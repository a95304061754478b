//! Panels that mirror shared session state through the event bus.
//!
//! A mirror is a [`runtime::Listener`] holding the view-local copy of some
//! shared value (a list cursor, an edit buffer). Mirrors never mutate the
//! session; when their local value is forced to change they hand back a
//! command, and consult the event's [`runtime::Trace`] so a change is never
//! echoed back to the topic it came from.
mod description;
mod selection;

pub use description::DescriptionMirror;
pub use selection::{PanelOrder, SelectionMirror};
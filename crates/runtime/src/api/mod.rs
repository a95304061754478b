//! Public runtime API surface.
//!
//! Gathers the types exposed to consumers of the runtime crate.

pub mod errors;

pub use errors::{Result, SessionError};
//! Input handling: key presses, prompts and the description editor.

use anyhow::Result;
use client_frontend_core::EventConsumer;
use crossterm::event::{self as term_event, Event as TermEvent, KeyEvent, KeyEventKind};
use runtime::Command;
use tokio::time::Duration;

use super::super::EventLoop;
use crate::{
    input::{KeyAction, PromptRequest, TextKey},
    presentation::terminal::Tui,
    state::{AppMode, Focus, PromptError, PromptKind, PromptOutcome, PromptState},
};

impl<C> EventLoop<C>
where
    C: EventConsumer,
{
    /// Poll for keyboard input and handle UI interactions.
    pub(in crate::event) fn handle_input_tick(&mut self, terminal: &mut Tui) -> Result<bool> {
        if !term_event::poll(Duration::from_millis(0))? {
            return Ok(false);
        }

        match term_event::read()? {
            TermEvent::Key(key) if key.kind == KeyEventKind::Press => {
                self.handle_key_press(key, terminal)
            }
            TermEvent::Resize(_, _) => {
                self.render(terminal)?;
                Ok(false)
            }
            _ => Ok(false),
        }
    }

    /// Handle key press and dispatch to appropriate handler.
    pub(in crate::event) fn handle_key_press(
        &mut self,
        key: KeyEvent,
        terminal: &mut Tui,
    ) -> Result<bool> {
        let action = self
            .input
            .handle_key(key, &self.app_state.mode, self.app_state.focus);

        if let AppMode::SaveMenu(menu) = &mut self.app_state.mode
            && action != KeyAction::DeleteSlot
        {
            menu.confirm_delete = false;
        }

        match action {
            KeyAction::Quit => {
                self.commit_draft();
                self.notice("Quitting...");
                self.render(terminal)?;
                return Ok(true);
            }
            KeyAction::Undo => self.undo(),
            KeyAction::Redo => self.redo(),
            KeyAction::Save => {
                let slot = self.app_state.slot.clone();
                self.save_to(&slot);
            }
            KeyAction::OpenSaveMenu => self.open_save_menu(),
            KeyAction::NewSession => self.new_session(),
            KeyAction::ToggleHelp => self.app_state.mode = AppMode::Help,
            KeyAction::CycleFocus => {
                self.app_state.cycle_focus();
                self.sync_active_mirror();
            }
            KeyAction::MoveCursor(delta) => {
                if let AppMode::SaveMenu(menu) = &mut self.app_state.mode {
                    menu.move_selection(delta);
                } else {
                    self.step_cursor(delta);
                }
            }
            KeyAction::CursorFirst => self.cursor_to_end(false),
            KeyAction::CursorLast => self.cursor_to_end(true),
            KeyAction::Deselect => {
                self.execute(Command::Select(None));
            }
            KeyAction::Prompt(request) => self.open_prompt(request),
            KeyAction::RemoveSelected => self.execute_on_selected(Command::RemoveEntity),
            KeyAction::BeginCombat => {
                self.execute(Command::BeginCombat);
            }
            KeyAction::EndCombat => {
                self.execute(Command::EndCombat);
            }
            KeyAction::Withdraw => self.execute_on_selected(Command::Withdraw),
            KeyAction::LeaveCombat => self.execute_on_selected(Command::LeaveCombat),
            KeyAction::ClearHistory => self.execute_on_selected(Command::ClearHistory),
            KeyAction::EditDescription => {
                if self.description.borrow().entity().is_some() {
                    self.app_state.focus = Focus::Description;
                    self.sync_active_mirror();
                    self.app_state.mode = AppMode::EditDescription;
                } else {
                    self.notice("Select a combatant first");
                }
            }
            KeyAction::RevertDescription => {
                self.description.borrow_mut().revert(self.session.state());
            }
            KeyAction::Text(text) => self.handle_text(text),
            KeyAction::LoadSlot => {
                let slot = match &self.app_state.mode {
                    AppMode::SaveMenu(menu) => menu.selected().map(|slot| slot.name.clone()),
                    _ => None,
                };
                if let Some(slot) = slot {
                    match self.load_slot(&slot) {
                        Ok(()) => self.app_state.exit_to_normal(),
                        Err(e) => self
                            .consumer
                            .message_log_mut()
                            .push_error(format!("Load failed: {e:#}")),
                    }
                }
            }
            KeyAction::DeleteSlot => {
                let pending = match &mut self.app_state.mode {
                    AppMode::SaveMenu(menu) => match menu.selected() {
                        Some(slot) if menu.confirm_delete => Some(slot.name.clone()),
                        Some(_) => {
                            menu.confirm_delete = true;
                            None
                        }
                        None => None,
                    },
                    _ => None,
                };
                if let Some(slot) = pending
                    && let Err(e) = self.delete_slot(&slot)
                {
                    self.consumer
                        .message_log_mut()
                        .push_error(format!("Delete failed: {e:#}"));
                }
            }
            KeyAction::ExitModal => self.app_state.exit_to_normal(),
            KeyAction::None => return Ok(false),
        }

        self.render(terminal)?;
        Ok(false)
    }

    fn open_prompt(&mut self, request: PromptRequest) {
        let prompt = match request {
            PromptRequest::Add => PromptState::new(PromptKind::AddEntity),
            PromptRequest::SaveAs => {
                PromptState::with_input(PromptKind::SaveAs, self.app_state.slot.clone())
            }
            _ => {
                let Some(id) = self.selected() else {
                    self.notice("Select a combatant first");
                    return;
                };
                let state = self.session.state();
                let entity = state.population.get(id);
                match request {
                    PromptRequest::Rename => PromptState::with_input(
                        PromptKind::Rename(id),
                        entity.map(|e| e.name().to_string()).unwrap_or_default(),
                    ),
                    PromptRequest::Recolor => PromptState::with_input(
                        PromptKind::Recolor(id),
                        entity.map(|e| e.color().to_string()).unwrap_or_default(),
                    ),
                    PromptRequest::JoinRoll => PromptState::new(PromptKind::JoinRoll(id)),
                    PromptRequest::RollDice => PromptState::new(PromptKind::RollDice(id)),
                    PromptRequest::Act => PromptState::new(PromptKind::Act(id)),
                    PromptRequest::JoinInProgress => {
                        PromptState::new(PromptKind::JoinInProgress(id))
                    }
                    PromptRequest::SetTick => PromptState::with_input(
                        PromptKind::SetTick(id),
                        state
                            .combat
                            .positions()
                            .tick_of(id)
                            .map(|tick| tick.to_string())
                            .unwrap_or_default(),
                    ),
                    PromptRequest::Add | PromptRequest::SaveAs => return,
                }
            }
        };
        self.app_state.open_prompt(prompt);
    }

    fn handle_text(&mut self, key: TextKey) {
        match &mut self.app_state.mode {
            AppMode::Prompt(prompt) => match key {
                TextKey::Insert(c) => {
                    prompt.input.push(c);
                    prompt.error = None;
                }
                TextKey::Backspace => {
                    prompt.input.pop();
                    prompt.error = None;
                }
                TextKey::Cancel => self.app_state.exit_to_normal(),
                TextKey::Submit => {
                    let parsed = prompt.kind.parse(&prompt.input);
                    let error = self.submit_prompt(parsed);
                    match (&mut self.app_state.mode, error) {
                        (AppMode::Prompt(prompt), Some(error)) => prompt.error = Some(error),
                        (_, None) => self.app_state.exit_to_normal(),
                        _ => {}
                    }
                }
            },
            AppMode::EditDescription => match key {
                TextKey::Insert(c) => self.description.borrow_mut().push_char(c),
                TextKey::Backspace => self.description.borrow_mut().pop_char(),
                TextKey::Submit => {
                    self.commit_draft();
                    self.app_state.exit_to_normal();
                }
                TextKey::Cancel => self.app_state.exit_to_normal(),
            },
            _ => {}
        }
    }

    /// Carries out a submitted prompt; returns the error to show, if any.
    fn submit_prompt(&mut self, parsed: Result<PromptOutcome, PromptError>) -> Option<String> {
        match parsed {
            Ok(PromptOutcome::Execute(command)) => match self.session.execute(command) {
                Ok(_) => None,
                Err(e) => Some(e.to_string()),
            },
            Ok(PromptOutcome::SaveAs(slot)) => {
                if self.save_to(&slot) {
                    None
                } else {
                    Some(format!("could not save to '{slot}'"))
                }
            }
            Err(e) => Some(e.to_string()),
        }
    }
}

Task description —
Through the line that contains "the description editor.", copy the material above exactly, beginning at its first line and including nothing more.

Written answer —
repository a95304061754478b
//! Panels that mirror shared session state through the event bus.
//!
//! A mirror is a [`runtime::Listener`] holding the view-local copy of some
//! shared value (a list cursor, an edit buffer). Mirrors never mutate the
//! session; when their local value is forced to change they hand back a
//! command, and consult the event's [`runtime::Trace`] so a change is never
//! echoed back to the topic it came from.
mod description;
mod selection;

pub use description::DescriptionMirror;
pub use selection::{PanelOrder, SelectionMirror};
filename crates/runtime/src/api/mod.rs
repository a95304061754478b
//! Public runtime API surface.
//!
//! Gathers the types exposed to consumers of the runtime crate.

pub mod errors;

pub use errors::{Result, SessionError};
//! Input handling: key presses, prompts and the description editor.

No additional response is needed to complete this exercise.